All kinds of delicious French petit four cakes & glaces.

For the luncheon Spring desserts (the 8th course), Carrie had all sorts of delightful French Glaces. She chose a decedent array of Biscuit Glace, Farci Calles, Almond Glace, Strawberry Glace, & Raspberry Glace. The definition of a “Bisquit Glace” in 1895 was a combination of egg yolks, sugar (both granulated & confectioners sugar) with frozen whipped cream. Biscuit Glace was colored confection with half the whipped cream with red food coloring & then place it in paper cases (cupcake wrappers). The other glaces would have had the nuts, lemon zest, or beautiful red berries added to the whipped cream. Carrie also treated her guests to French Crullers (French fried donut dusted with powdered sugar or drizzled with royal icing). Like the wonderful French biegnets one can feast on in New Orleans, LA. To finish this delightful & elegant luncheon, she served Almonds & Pecans, probably Jordan Almonds (a favorite of Arabella), or salted or cinnamon sugared nuts.

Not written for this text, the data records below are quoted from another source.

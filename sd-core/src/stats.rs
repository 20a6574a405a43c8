// SPDX-License-Identifier: AGPL-3.0-or-later
//! Account-wide storage usage

use serde::{Deserialize, Serialize};

/// Usage reported by `GET /objects/stats`, independent of any list page
#[derive(Debug, Clone, Copy, Default, PartialEq, Serialize, Deserialize)]
pub struct StorageStats {
    #[serde(default)]
    pub total_files: u64,
    #[serde(default)]
    pub total_mb: f64,
}

impl StorageStats {
    pub fn total_bytes(&self) -> u64 {
        (self.total_mb.max(0.0) * 1024.0 * 1024.0).round() as u64
    }
}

A formal Gilded Age coffee & tea service set on a grand silver tray. Arabella & Collis Huntington gave Carrie & Burke Holladay a Gorham Silver tea set like this for their wedding present . The elegant pattern was “Imperial Chrysanthemum”.

Coffee was served in her elegant new wedding silver tea & coffee service. It was made by Gorham Silver Co and the pattern was “Imperial Chrysanthemum”. This large & elaborate silver service was a wedding gift to Carrie & Burke Holliday from Uncle Collis & Aunt Arabella Huntington. The Hollidays maid or butler would have helped the guests by serving coffee with cream & sugar added if requested.

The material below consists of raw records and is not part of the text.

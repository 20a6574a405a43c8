// SPDX-License-Identifier: AGPL-3.0-or-later
//! Secure Drive CLI
//!
//! A terminal front end for a Secure Drive object store.

mod commands;

use clap::{Parser, Subcommand};
use std::path::PathBuf;
use std::process::ExitCode;
use tracing::Level;

#[derive(Parser)]
#[command(name = "sdrive")]
#[command(author, version, about = "Secure Drive - list, upload and delete stored files", long_about = None)]
struct Cli {
    #[command(subcommand)]
    command: Commands,

    /// Config file (defaults to the platform config directory)
    #[arg(short, long, global = true)]
    config: Option<PathBuf>,

    /// Verbose output
    #[arg(short, long, global = true)]
    verbose: bool,
}

#[derive(Subcommand)]
enum Commands {
    /// List stored files
    #[command(alias = "list")]
    Ls {
        /// Only objects in this folder
        #[arg(short, long)]
        folder: Option<String>,

        /// Name filter
        #[arg(short, long)]
        search: Option<String>,

        /// Sort column (name, size, created_at)
        #[arg(long)]
        sort: Option<String>,

        /// Sort direction (asc, desc)
        #[arg(long)]
        order: Option<String>,

        /// Page size (defaults to display.page_size)
        #[arg(short, long)]
        limit: Option<u64>,

        /// Zero-based page number
        #[arg(short, long, default_value_t = 0)]
        page: u64,
    },

    /// Show storage usage
    #[command(alias = "df")]
    Stats,

    /// Upload a local file
    Upload {
        /// File to upload
        path: PathBuf,

        /// Destination folder
        #[arg(short, long)]
        folder: Option<String>,

        /// Name to store the file under
        #[arg(short, long)]
        name: Option<String>,
    },

    /// Delete stored objects
    Rm {
        /// Object id(s) to delete
        #[arg(required = true)]
        ids: Vec<String>,
    },

    /// Print the download URL of an object
    Url {
        /// Object id
        id: String,
    },

    /// Create an account
    Register {
        #[arg(long)]
        name: String,

        #[arg(long)]
        email: String,
    },
}

#[tokio::main]
async fn main() -> ExitCode {
    let cli = Cli::parse();

    tracing_subscriber::fmt()
        .with_max_level(if cli.verbose { Level::DEBUG } else { Level::WARN })
        .with_writer(std::io::stderr)
        .init();

    let config = match commands::load_config(cli.config.as_deref()) {
        Ok(config) => config,
        Err(e) => {
            eprintln!("Error: {e}");
            return ExitCode::FAILURE;
        }
    };

    let result = match cli.command {
        Commands::Ls { folder, search, sort, order, limit, page } => {
            let args = commands::LsArgs { folder, search, sort, order, limit, page };
            commands::ls(&config, args).await
        }
        Commands::Stats => commands::stats(&config).await,
        Commands::Upload { path, folder, name } => {
            commands::upload(&config, &path, folder.as_deref(), name.as_deref()).await
        }
        Commands::Rm { ids } => commands::rm(&config, &ids).await,
        Commands::Url { id } => commands::url(&config, &id),
        Commands::Register { name, email } => commands::register(&config, name, email).await,
    };

    match result {
        Ok(()) => ExitCode::SUCCESS,
        Err(e) => {
            eprintln!("Error: {e}");
            ExitCode::FAILURE
        }
    }
}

Carrie Huntington Holladay was a singer, musician, & a lovely piano player. the Huntington Family often requested she sing or play the piano for their entertainment. As a young girl, she often was in the musical concerts (on the Cunard cruise ships the Huntington family traveled on). She had lots of friends & everyone in the Huntington family just loved being around her. Carrie was a great entertainer & hostess but not a cook. She probably hired a caterer or a French chef/cook to make this luncheon meal. In the Holliday Family Diary & E. Burke Holliday diary- “Burkes journals”, he talks about having a cook but they couldn’t seem to keep a cook. Maybe their expectations were too high, I don’t know.

Historical Note:

It was written in the Queen’s Cookbook (1895) that formal luncheon was usually 3-4 courses. The 4 courses found in the cookbook were: 1st) Soup a bouillion 2nd) Entree like lamb chops with Saratoga chips & bread rolls 3rd) Salad: like a chicken mayonnaise salad served with a relish dish of wafers, almonds, & olives 4th) Cakes & Ice Cream with Chocolate & whipped Cream & fruit. Stating also that “Flowers were always appropriate”. So compare to this cookbook, Carrie luncheon was twice as large as the usual luncheon.

Carrie’s luncheon was quite elaborate with 8 courses. We know that it was a Springtime luncheon, because Carrie states it on her menu with the foods she picked. A spring Chicken, California Artichoke (their peak season is from March to May). Spring berries: Raspberries & Strawberries are delicious in Springtime.

Champagne by the glass is always a fun way to celebrate an occasion.


San Francisco Call Newspaper Vol. 79 Number 88 Feb. 26 1896 (Miss Carrie Huntington Hollidays wedding)

HEH Collection MS Box 199 (H. E. Huntington private papers) Carrie Hollidays 1st Luncheon menu honoring Arabella D. Huntington

HEH Coll HEH MS 10968 (Burkes Journal) -HEH’s Brother in Law


Boyd, Mrs. Wm. Hart The Queen Cookbook, Cincinnati: H. Ferguson Co. 1895 (3-4 courses luncheons)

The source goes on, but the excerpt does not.